Si pudiera pedir un milagro, apenas un milagro navideño, no sería devolverle la vida. Lejos de mí determinar cuándo le llega el momento final a alguien. Pero sí pediría que el hombre, del que no sé su nombre, pudiera abrir los ojos y ver que sus últimos minutos estuvieron signados por cierta grandeza: la gente que se turnó para hacer RCP durante cuarenta minutos sin parar, la caricia leve del muchacho antes de conectar el desfibrilador, el respeto con que la chica hurgó en su bolsillo para buscar algún dato -“Es que no quiero andar revisándole la billetera”-, los ojos lloroso de la adolescente que preguntó asombrada “¿y no van a intentar nada más?” cuando emergencias lo tapó con una tela, el silencio con el que todos se quedaron cerca, la presencia de quienes ofrecieron una hora de su vida para no dejar solo a alguien que yacía en el piso. El hecho de que nadie sugiriera tomarle el pulso, porque nadie quería una excusa para desistir. Quisiera que el hombre de las bermudas supiera que no murió solo, que una pequeña comunidad de desconocidos estuvo a su lado, que su muerte no fue indiferente para ninguno de nosotros y que todos los detalles de esa hora final se parecieron mucho, muchísimo, al afecto.

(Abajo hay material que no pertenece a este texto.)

//! End-to-end scheduling scenarios driven through the public event API.

use sched_model::core::{Job, SchedCore};
use sched_model::scheduler::{compare_pri, compare_psjf};
use sched_model::{SchedCoreEvent, Scheme};
use std::cmp::Ordering;

fn close(a: f64, b: f64) -> bool {
    (a - b).abs() < 1e-9
}

#[test]
fn fcfs_single_core_queues_later_arrivals() {
    let mut core = SchedCore::start(1, Scheme::Fcfs).unwrap();
    assert_eq!(core.job_arrived(0, 0, 5, 0).unwrap(), Some(0));
    assert_eq!(core.job_arrived(1, 1, 1, 0).unwrap(), None);
    assert_eq!(core.job_arrived(2, 2, 1, 0).unwrap(), None);

    assert_eq!(core.job_finished(0, 0, 5).unwrap(), Some(1));
    assert_eq!(core.job_finished(0, 1, 6).unwrap(), Some(2));
    assert_eq!(core.job_finished(0, 2, 7).unwrap(), None);

    // (0 + 4 + 4) / 3
    assert!(close(core.average_waiting_time().unwrap(), 8.0 / 3.0));
    // (5 + 5 + 5) / 3
    assert!(close(core.average_turnaround_time().unwrap(), 5.0));
    // (0 + 4 + 4) / 3
    assert!(close(core.average_response_time().unwrap(), 8.0 / 3.0));
}

#[test]
fn psjf_short_arrival_preempts_and_long_job_resumes() {
    let mut core = SchedCore::start(1, Scheme::Psjf).unwrap();
    assert_eq!(core.job_arrived(0, 0, 10, 0).unwrap(), Some(0));
    assert_eq!(core.job_arrived(1, 1, 2, 0).unwrap(), Some(0));

    let a = core.job(0).unwrap();
    assert_eq!(a.core_assigned, None);
    assert_eq!(a.time_run, 1);

    let events = core.drain_events();
    assert!(events.contains(&SchedCoreEvent::Preempted {
        job: 0,
        core: 0,
        by: 1
    }));

    assert_eq!(core.job_finished(0, 1, 3).unwrap(), Some(0));
    assert_eq!(core.job(0).unwrap().core_assigned, Some(0));
}

#[test]
fn sjf_does_not_preempt() {
    let mut core = SchedCore::start(1, Scheme::Sjf).unwrap();
    assert_eq!(core.job_arrived(0, 0, 10, 0).unwrap(), Some(0));
    assert_eq!(core.job_arrived(1, 1, 2, 0).unwrap(), None);
    assert_eq!(core.job_arrived(2, 2, 1, 0).unwrap(), None);
    // shortest waiting job goes next
    assert_eq!(core.job_finished(0, 0, 10).unwrap(), Some(2));
}

#[test]
fn ppri_preempts_only_strictly_lower_priority() {
    let mut core = SchedCore::start(2, Scheme::Ppri).unwrap();
    assert_eq!(core.job_arrived(0, 0, 10, 2).unwrap(), Some(0));
    assert_eq!(core.job_arrived(1, 1, 10, 4).unwrap(), Some(1));
    // equal to the best running job, better than the worst: takes core 1
    assert_eq!(core.job_arrived(2, 2, 10, 2).unwrap(), Some(1));
    // equal to everything running: waits
    assert_eq!(core.job_arrived(3, 3, 10, 2).unwrap(), None);
    assert_eq!(core.core_occupant(0), Some(0));
    assert_eq!(core.core_occupant(1), Some(2));
}

#[test]
fn pri_lower_number_runs_first_once_core_frees() {
    let mut core = SchedCore::start(1, Scheme::Pri).unwrap();
    core.job_arrived(0, 0, 3, 5).unwrap();
    core.job_arrived(1, 1, 3, 9).unwrap();
    core.job_arrived(2, 2, 3, 1).unwrap();
    assert_eq!(core.job_finished(0, 0, 3).unwrap(), Some(2));
    assert_eq!(core.job_finished(0, 2, 6).unwrap(), Some(1));
}

#[test]
fn equal_keys_break_ties_by_arrival() {
    let early = Job::new(0, 1, 5, 3);
    let late = Job::new(1, 4, 5, 3);
    assert_eq!(compare_pri(&early, &late), Ordering::Less);
    assert_eq!(compare_pri(&late, &early), Ordering::Greater);
    assert_eq!(compare_psjf(&early, &late), Ordering::Less);
    assert_eq!(compare_psjf(&late, &early), Ordering::Greater);
}

#[test]
fn single_job_run_statistics() {
    let mut core = SchedCore::start(1, Scheme::Fcfs).unwrap();
    assert_eq!(core.job_arrived(0, 0, 3, 0).unwrap(), Some(0));
    assert_eq!(core.job_finished(0, 0, 3).unwrap(), None);

    let stats = core.stats().unwrap();
    assert!(close(stats.average_waiting_time, 0.0));
    assert!(close(stats.average_turnaround_time, 3.0));
    assert!(close(stats.average_response_time, 0.0));
}

#[test]
fn idle_cores_fill_lowest_index_first() {
    let mut core = SchedCore::start(3, Scheme::Fcfs).unwrap();
    assert_eq!(core.job_arrived(0, 0, 4, 0).unwrap(), Some(0));
    assert_eq!(core.job_arrived(1, 1, 4, 0).unwrap(), Some(1));
    assert_eq!(core.job_finished(0, 0, 4).unwrap(), None);
    assert_eq!(core.job_arrived(2, 5, 4, 0).unwrap(), Some(0));
}

#[test]
fn round_robin_rotation_cycles_waiting_jobs() {
    let mut core = SchedCore::start(1, Scheme::Rr).unwrap();
    core.job_arrived(0, 0, 6, 0).unwrap();
    core.job_arrived(1, 1, 6, 0).unwrap();
    core.job_arrived(2, 2, 6, 0).unwrap();

    assert_eq!(core.quantum_expired(0, 2).unwrap(), Some(1));
    assert_eq!(core.quantum_expired(0, 4).unwrap(), Some(2));
    assert_eq!(core.quantum_expired(0, 6).unwrap(), Some(0));
    assert_eq!(core.queue_snapshot().to_string(), "0(0) 1(-1) 2(-1)");
}

#[test]
fn ppri_arrival_displaces_only_the_lowest_running_job() {
    let mut core = SchedCore::start(2, Scheme::Ppri).unwrap();
    assert_eq!(core.job_arrived(3, 0, 10, 3).unwrap(), Some(0));
    assert_eq!(core.job_arrived(5, 1, 10, 5).unwrap(), Some(1));
    core.drain_events();

    assert_eq!(core.job_arrived(1, 2, 10, 1).unwrap(), Some(1));
    assert_eq!(core.core_occupant(0), Some(3));
    assert_eq!(core.core_occupant(1), Some(1));
    assert_eq!(
        core.drain_events(),
        vec![
            SchedCoreEvent::Preempted {
                job: 5,
                core: 1,
                by: 1
            },
            SchedCoreEvent::Dispatched { job: 1, core: 1 },
        ]
    );
    assert_eq!(core.job(3).unwrap().time_run, 2);
}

Silvina Cattáneo nació en Misiones en 1979. Estudió Comunicación Social en la Universidad Adventista del Plata, en Entre Ríos. Después de diez años trabajando en radio y televisión en Argentina y Brasil se instaló en Montevideo, acompasada por la tranquilidad de la ciudad y la rambla a la que todos, por cortesía, llaman mar. Actualmente trabaja en el Centro Recordatorio del Holocausto de Uruguay y en sus ratos libres escribe sobre historias que la conmueven.